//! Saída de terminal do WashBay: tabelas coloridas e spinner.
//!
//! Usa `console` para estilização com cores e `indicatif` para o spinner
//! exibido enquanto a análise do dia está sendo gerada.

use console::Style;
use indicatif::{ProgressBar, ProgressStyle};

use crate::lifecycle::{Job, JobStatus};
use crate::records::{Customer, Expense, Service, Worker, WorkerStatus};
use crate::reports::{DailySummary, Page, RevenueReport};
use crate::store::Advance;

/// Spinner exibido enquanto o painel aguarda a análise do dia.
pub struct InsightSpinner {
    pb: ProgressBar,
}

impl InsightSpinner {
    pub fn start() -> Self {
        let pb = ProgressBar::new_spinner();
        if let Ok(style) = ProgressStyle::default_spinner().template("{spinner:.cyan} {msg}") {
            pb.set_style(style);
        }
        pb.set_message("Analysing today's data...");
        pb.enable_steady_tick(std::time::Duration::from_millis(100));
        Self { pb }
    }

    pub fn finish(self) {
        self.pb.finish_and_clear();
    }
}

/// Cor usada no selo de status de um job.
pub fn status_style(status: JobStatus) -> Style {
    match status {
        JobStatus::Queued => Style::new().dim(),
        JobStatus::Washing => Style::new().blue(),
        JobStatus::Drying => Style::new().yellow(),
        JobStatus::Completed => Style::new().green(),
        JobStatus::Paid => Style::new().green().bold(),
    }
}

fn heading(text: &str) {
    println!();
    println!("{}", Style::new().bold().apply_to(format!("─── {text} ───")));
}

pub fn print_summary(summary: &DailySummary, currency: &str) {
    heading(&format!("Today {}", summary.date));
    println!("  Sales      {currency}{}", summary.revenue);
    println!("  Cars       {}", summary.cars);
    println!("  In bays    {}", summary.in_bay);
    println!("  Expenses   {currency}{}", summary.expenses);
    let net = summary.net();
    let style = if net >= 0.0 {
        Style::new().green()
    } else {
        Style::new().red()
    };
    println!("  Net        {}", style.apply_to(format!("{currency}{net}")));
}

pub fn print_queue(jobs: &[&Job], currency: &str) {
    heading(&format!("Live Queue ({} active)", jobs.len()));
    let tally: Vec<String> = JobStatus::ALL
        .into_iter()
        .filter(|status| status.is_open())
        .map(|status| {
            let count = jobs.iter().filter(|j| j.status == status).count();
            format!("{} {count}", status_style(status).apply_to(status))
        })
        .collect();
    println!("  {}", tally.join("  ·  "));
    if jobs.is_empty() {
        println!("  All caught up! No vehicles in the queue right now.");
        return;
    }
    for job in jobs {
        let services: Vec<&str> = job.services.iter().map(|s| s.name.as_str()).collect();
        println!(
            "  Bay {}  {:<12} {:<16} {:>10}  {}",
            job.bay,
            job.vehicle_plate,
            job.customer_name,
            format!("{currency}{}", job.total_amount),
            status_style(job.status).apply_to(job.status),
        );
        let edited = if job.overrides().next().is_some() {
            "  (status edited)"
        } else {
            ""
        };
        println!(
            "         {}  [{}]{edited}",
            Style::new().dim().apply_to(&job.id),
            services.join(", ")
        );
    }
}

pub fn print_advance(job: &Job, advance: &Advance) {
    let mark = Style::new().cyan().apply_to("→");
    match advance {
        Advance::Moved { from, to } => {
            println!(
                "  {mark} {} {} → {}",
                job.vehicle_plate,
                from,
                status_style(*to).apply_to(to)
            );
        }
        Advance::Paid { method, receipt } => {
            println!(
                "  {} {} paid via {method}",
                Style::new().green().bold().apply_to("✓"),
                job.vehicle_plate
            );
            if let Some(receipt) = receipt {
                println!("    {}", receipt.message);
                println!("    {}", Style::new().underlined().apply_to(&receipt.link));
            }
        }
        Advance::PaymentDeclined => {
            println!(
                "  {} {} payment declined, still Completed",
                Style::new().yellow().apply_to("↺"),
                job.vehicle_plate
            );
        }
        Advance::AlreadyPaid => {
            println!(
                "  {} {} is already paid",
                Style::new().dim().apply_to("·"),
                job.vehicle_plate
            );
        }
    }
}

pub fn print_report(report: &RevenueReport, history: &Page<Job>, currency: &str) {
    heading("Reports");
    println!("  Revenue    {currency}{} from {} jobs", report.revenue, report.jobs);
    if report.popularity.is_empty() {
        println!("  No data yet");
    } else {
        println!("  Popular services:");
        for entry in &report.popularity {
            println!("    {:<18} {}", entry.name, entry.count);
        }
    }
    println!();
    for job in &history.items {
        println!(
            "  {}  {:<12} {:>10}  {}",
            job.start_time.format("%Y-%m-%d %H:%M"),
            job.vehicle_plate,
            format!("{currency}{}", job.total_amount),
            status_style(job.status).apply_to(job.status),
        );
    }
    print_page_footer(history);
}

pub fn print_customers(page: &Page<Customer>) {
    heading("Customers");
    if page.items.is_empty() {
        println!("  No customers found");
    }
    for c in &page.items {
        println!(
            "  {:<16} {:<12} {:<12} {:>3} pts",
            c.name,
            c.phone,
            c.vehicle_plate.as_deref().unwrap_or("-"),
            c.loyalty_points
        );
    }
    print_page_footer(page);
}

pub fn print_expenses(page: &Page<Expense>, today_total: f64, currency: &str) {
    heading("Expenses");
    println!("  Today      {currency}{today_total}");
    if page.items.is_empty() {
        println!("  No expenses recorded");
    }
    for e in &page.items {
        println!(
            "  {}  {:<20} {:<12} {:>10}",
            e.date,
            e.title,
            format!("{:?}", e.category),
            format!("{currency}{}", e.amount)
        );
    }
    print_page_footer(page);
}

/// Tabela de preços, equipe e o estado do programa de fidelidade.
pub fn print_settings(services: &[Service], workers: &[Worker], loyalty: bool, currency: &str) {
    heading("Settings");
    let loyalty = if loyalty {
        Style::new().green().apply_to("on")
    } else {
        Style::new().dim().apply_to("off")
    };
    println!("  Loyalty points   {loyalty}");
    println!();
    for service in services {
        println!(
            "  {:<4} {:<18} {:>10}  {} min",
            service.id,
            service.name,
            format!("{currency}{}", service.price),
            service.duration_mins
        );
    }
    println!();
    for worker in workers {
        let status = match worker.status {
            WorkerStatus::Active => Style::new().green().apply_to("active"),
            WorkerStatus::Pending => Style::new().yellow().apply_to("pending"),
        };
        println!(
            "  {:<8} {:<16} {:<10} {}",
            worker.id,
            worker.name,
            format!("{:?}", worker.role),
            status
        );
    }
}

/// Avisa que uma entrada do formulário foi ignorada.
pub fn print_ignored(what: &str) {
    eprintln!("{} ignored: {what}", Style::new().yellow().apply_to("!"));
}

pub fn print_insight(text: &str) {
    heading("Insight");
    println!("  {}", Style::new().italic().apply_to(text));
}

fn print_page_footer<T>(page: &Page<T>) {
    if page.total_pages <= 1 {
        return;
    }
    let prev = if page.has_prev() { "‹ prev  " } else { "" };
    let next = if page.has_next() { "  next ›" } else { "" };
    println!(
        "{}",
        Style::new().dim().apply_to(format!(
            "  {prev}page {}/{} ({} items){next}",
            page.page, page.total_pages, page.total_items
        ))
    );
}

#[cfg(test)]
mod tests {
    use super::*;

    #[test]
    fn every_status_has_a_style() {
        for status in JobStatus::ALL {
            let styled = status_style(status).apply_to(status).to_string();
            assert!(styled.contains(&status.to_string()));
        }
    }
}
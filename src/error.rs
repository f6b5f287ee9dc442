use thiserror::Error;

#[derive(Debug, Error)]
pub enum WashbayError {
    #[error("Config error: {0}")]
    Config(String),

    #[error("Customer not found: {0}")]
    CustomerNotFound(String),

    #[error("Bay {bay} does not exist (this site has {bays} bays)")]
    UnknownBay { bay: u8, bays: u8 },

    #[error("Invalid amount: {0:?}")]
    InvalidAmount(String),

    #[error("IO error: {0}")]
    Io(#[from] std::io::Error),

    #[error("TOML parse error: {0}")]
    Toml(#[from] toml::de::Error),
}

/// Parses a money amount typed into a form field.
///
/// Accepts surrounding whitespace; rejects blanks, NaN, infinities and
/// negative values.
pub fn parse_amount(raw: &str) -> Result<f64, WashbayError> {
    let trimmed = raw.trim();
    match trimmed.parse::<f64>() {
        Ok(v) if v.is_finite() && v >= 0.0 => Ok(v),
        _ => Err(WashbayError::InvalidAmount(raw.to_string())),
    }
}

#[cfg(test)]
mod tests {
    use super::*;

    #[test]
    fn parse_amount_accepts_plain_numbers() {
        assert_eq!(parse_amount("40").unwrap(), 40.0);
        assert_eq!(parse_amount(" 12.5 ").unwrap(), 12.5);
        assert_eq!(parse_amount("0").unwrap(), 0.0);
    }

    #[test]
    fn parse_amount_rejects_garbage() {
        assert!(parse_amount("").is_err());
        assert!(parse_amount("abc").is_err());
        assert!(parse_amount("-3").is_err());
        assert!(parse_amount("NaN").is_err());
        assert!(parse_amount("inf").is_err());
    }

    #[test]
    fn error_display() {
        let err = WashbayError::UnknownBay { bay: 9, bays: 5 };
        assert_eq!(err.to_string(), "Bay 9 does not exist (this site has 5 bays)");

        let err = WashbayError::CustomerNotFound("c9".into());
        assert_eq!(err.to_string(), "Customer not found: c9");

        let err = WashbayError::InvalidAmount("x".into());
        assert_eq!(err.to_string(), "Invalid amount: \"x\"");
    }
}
# # # #
■ **What the exercise asks**
Please print the material above exactly as it appears, from its first line through the line containing "use crate::store::Advance;", inclusive, and stop there.

■ **Reply**
//! Saída de terminal do WashBay: tabelas coloridas e spinner.
//!
//! Usa `console` para estilização com cores e `indicatif` para o spinner
//! exibido enquanto a análise do dia está sendo gerada.

use console::Style;
use indicatif::{ProgressBar, ProgressStyle};

use crate::lifecycle::{Job, JobStatus};
use crate::records::{Customer, Expense, Service, Worker, WorkerStatus};
use crate::reports::{DailySummary, Page, RevenueReport};
use crate::store::Advance;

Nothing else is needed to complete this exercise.